Reunion: A Novel Page 16
Family. This word is getting bandied about in a way that’s making me dizzy. It’s got less meaning in this room than it does at seven p.m. on ABC, where a Chinese dude and a lovely Latina can have the world’s most beautiful black baby with no questions asked. Is this my family? Are these women, who came in such quick succession but who divorced me as easily as they divorced my father—are they my family? And these children, this rainbow of ages and heights and features—are they my family because half their DNA says they’d make good donors if and when the time comes? If this is what family is, then count me out.
There’s an awkward silence in the room. Joyce pulls my ear down to her mouth and whispers, “Will you say something?”
I look at her and shake my head. I mouth the words No way, José, which is what she used to say to me when she caught me looking at her liquor cabinet when I was younger.

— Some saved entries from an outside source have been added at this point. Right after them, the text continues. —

//! Manifests and permission policies.

use crate::types::KeyInfo;
use serde::{Deserialize, Serialize};

/// Version reported by an application running its default policy.
///
/// Retrieving the actual default policy from a remote application is not
/// reliable, so version 0 is used as the marker for "default installed".
pub const DEFAULT_POLICY_VERSION: u32 = 0;

/// Access granted on one interface member.
#[derive(Debug, Clone, PartialEq, Eq, Hash, Serialize, Deserialize)]
pub struct RuleMember {
    /// Member name, `*` for all members.
    pub name: String,
    /// Member type (method call, signal, property). `None` matches all.
    #[serde(default)]
    pub member_type: Option<String>,
    /// Action mask (provide, observe, modify).
    pub action_mask: u8,
}

impl RuleMember {
    /// Creates a rule member that applies to every member type.
    pub fn new(name: impl Into<String>, action_mask: u8) -> Self {
        Self {
            name: name.into(),
            member_type: None,
            action_mask,
        }
    }
}

/// A permission rule for one object path and interface.
#[derive(Debug, Clone, PartialEq, Eq, Hash, Serialize, Deserialize)]
pub struct Rule {
    /// Object path, `*` for all objects.
    #[serde(default = "wildcard")]
    pub object_path: String,
    /// Interface name.
    pub interface_name: String,
    /// Member-level access.
    #[serde(default)]
    pub members: Vec<RuleMember>,
}

fn wildcard() -> String {
    "*".to_string()
}

impl Rule {
    /// Creates a rule on all objects for the given interface.
    pub fn new(interface_name: impl Into<String>, members: Vec<RuleMember>) -> Self {
        Self {
            object_path: wildcard(),
            interface_name: interface_name.into(),
            members,
        }
    }
}

/// The set of rules an application is granted, or, as a template, the
/// rules it declares it needs.
#[derive(Debug, Clone, PartialEq, Eq, Default, Serialize, Deserialize)]
#[serde(transparent)]
pub struct Manifest {
    /// Rules in declaration order.
    pub rules: Vec<Rule>,
}

impl Manifest {
    /// Creates a manifest from rules.
    pub fn new(rules: Vec<Rule>) -> Self {
        Self { rules }
    }

    /// Returns the template rules this manifest does not already grant.
    pub fn additional_rules(&self, template: &Manifest) -> Vec<Rule> {
        template
            .rules
            .iter()
            .filter(|rule| !self.rules.contains(rule))
            .cloned()
            .collect()
    }

    /// Returns true if both manifests grant the same rules, in any order.
    pub fn same_rules(&self, other: &Manifest) -> bool {
        self.rules.len() == other.rules.len() && self.additional_rules(other).is_empty()
    }
}

/// Peers an ACL applies to.
#[derive(Debug, Clone, PartialEq, Eq, Serialize, Deserialize)]
pub enum Peer {
    /// Any peer, authenticated or not.
    All,
    /// Any authenticated peer.
    AnyTrusted,
    /// Peers holding an identity issued by this authority.
    FromCertificateAuthority(KeyInfo),
    /// Peers holding a membership of this security group.
    WithMembership {
        /// Group authority.
        authority: KeyInfo,
        /// Group identifier.
        group_id: Vec<u8>,
    },
    /// A single peer.
    WithPublicKey(KeyInfo),
}

/// An access control list entry.
#[derive(Debug, Clone, PartialEq, Eq, Default, Serialize, Deserialize)]
pub struct Acl {
    /// Peers this entry applies to.
    pub peers: Vec<Peer>,
    /// Rules granted to those peers.
    pub rules: Vec<Rule>,
}

/// A versioned permission policy.
#[derive(Debug, Clone, PartialEq, Eq, Default, Serialize, Deserialize)]
pub struct PermissionPolicy {
    /// Policy version. Staleness is decided on this number alone.
    pub version: u32,
    /// Access control lists.
    #[serde(default)]
    pub acls: Vec<Acl>,
}

impl PermissionPolicy {
    /// Creates an empty policy with the given version.
    pub fn new(version: u32) -> Self {
        Self {
            version,
            acls: Vec::new(),
        }
    }

    /// Adds an ACL entry.
    #[must_use]
    pub fn with_acl(mut self, acl: Acl) -> Self {
        self.acls.push(acl);
        self
    }

    /// Returns true if this is the default policy marker version.
    pub fn is_default_version(&self) -> bool {
        self.version == DEFAULT_POLICY_VERSION
    }
}
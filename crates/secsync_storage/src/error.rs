//! Error types for storage operations.

use thiserror::Error;

/// Result type for storage operations.
pub type StorageResult<T> = Result<T, StorageError>;

/// Errors that can occur during storage operations.
#[derive(Debug, Clone, PartialEq, Eq, Error)]
pub enum StorageError {
    /// The requested record does not exist.
    ///
    /// Callers treat this as "not managed" or "not set", never as a failure.
    #[error("end of data")]
    EndOfData,

    /// A transaction is already open for the application.
    #[error("an update transaction is already active for {application}")]
    TransactionActive {
        /// Application key, formatted.
        application: String,
    },

    /// The transaction being completed was never started.
    #[error("no update transaction active for {application}")]
    UnknownTransaction {
        /// Application key, formatted.
        application: String,
    },

    /// The storage is closed.
    #[error("storage is closed")]
    Closed,

    /// The underlying store failed.
    #[error("storage backend error: {0}")]
    Backend(String),
}

impl StorageError {
    /// Returns true if this is the "no such record" marker.
    pub fn is_end_of_data(&self) -> bool {
        matches!(self, StorageError::EndOfData)
    }
}

#[cfg(test)]
mod tests {
    use super::*;

    #[test]
    fn end_of_data_marker() {
        assert!(StorageError::EndOfData.is_end_of_data());
        assert!(!StorageError::Closed.is_end_of_data());
    }

    #[test]
    fn error_display() {
        let err = StorageError::TransactionActive {
            application: "key:01".into(),
        };
        assert_eq!(
            err.to_string(),
            "an update transaction is already active for key:01"
        );
        assert_eq!(
            StorageError::Backend("disk full".into()).to_string(),
            "storage backend error: disk full"
        );
    }
}
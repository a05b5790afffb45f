//! CLI command implementations.

pub mod diff;
pub mod sync;
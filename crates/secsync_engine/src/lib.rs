//! # SecSync Engine
//!
//! Security state synchronization engine for SecSync.
//!
//! This crate provides:
//! - Membership set reconciliation (local chains vs. remote summaries) and
//!   the policy decision
//! - The per-application update cycle (reset, or memberships → identity → policy)
//! - A single-worker event queue serializing all cycles
//! - The event-driven `ApplicationUpdater`
//! - Proxy and security agent abstractions, with in-process implementations
//!
//! ## Architecture
//!
//! Storage holds the **desired** state; the remote application holds the
//! **installed** state. A cycle opens a storage transaction, computes the
//! difference phase by phase and issues only the remote calls needed to
//! close it. If storage changed while the cycle ran, the cycle starts over.
//!
//! ## Key Invariants
//!
//! - At most one cycle runs at a time; events are handled in arrival order
//! - Every storage transaction that is opened is closed
//! - A cycle against an up-to-date application makes no mutating calls
//! - Missing sessions are not errors; the next trigger retries
//! - Outcomes reach the security agent by value and never block the worker

#![deny(unsafe_code)]
#![warn(missing_docs)]

mod config;
mod cycle;
mod error;
mod facade;
mod loopback;
mod proxy;
mod queue;
mod reconciler;
mod report;
mod transaction;
mod updater;

pub use config::UpdaterConfig;
pub use cycle::{CycleReport, PassOutcome, UpdateCycle, UpdaterStats};
pub use error::{SyncError, SyncResult};
pub use facade::{InMemoryAgent, SecurityAgentFacade};
pub use loopback::{
    LoopbackProxy, LoopbackProxyManager, ProxyCall, RemoteSecurityState, SimulatedApplication,
};
pub use proxy::{ProxyError, ProxyHandle, ProxyObjectManager, ProxyResult};
pub use queue::{SecurityEvent, SecurityEventHandler, SecurityEventQueue};
pub use reconciler::{reconcile_memberships, MembershipDiff, PolicyAction};
pub use report::{
    ErrorContext, ManifestUpdateNotice, Notification, SyncErrorReport, SyncErrorType,
};
pub use transaction::UpdateTransaction;
pub use updater::ApplicationUpdater;

/// Engine version.
pub const VERSION: &str = env!("CARGO_PKG_VERSION");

She squeezes my arm and in a boozy whisper repeats her new mantra: “I missed you, I missed you.”
I squeeze her knee lightly—all bone!—and hope she’ll stop talking.
“If nobody wants to go first—” says Elliot.
“I’ll go,” says Sasha.
Louise, Dad’s wife before Sasha, purses her lips into a nasty little downturned smile. She hadn’t wanted the divorce and she’s always maintained that Sasha stole him away from her. She probably thinks she’d still be married to him if it weren’t for Sasha. She probably thinks he’d still be alive.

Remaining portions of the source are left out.